"""
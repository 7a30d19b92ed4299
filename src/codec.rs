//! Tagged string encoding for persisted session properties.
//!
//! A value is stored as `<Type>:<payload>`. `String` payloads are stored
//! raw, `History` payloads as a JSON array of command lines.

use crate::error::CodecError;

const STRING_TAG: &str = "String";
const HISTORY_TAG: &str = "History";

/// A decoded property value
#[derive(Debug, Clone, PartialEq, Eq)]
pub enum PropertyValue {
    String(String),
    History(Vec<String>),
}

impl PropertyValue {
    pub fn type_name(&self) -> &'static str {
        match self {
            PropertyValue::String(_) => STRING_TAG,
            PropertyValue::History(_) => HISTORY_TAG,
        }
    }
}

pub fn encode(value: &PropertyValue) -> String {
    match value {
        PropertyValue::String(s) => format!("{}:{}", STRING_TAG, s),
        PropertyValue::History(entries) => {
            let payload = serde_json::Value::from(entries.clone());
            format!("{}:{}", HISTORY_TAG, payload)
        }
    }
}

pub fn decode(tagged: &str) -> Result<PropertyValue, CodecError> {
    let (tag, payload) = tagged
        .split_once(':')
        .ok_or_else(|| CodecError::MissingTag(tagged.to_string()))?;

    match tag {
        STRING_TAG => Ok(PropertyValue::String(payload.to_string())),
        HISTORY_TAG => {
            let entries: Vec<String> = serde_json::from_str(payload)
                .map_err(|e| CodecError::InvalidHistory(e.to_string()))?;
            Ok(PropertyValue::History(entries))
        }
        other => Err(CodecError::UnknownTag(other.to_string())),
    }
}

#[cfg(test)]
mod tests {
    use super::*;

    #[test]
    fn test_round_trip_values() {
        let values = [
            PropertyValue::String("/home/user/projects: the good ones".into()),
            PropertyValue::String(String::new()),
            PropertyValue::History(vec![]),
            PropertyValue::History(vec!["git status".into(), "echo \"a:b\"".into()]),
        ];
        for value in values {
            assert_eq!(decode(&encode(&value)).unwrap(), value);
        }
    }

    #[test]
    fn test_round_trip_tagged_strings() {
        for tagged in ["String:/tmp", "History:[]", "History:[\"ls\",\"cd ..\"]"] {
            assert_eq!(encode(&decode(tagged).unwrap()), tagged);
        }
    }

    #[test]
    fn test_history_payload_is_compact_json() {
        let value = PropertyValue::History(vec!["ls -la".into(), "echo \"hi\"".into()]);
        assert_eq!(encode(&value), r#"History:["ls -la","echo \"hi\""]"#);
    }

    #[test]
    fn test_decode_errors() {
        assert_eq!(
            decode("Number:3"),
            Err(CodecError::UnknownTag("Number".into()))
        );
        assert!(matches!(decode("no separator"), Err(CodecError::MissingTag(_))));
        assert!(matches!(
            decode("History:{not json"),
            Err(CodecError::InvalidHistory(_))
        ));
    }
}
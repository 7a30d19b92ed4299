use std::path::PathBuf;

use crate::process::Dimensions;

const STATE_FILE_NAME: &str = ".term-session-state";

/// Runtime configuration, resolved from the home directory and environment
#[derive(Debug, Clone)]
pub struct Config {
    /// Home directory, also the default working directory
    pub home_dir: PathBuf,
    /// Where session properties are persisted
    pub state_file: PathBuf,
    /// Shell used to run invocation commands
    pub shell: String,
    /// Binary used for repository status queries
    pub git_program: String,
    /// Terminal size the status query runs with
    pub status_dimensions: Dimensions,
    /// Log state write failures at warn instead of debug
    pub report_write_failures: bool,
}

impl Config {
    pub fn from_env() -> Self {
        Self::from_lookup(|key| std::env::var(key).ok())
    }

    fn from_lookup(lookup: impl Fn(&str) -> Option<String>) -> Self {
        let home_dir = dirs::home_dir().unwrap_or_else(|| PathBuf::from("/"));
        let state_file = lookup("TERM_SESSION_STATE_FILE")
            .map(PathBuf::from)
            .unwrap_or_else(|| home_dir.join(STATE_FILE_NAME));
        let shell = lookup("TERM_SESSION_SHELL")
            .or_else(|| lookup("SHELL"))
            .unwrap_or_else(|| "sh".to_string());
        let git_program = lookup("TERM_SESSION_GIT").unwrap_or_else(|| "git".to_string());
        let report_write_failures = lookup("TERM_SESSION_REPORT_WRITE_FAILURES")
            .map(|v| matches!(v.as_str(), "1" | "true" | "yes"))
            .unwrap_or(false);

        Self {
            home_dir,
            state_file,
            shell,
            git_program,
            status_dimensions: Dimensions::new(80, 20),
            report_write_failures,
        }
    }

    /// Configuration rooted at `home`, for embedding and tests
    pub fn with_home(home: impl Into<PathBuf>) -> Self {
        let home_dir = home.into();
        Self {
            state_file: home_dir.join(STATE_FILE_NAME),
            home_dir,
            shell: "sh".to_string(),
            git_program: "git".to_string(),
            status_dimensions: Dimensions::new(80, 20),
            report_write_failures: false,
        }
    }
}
"""
Going down from the first line of the entries above, restate each line word for word until the line holding "for tagged in" is done.

> [EXERCISE RESPONSE]:
repository 7a30d19b92ed4299
filename src/codec.rs
//! Tagged string encoding for persisted session properties.
//!
//! A value is stored as `<Type>:<payload>`. `String` payloads are stored
//! raw, `History` payloads as a JSON array of command lines.

use crate::error::CodecError;

const STRING_TAG: &str = "String";
const HISTORY_TAG: &str = "History";

/// A decoded property value
#[derive(Debug, Clone, PartialEq, Eq)]
pub enum PropertyValue {
    String(String),
    History(Vec<String>),
}

impl PropertyValue {
    pub fn type_name(&self) -> &'static str {
        match self {
            PropertyValue::String(_) => STRING_TAG,
            PropertyValue::History(_) => HISTORY_TAG,
        }
    }
}

pub fn encode(value: &PropertyValue) -> String {
    match value {
        PropertyValue::String(s) => format!("{}:{}", STRING_TAG, s),
        PropertyValue::History(entries) => {
            let payload = serde_json::Value::from(entries.clone());
            format!("{}:{}", HISTORY_TAG, payload)
        }
    }
}

pub fn decode(tagged: &str) -> Result<PropertyValue, CodecError> {
    let (tag, payload) = tagged
        .split_once(':')
        .ok_or_else(|| CodecError::MissingTag(tagged.to_string()))?;

    match tag {
        STRING_TAG => Ok(PropertyValue::String(payload.to_string())),
        HISTORY_TAG => {
            let entries: Vec<String> = serde_json::from_str(payload)
                .map_err(|e| CodecError::InvalidHistory(e.to_string()))?;
            Ok(PropertyValue::History(entries))
        }
        other => Err(CodecError::UnknownTag(other.to_string())),
    }
}

#[cfg(test)]
mod tests {
    use super::*;

    #[test]
    fn test_round_trip_values() {
        let values = [
            PropertyValue::String("/home/user/projects: the good ones".into()),
            PropertyValue::String(String::new()),
            PropertyValue::History(vec![]),
            PropertyValue::History(vec!["git status".into(), "echo \"a:b\"".into()]),
        ];
        for value in values {
            assert_eq!(decode(&encode(&value)).unwrap(), value);
        }
    }

    #[test]
    fn test_round_trip_tagged_strings() {
        for tagged in ["String:/tmp", "History:[]", "History:[\"ls\",\"cd ..\"]"] {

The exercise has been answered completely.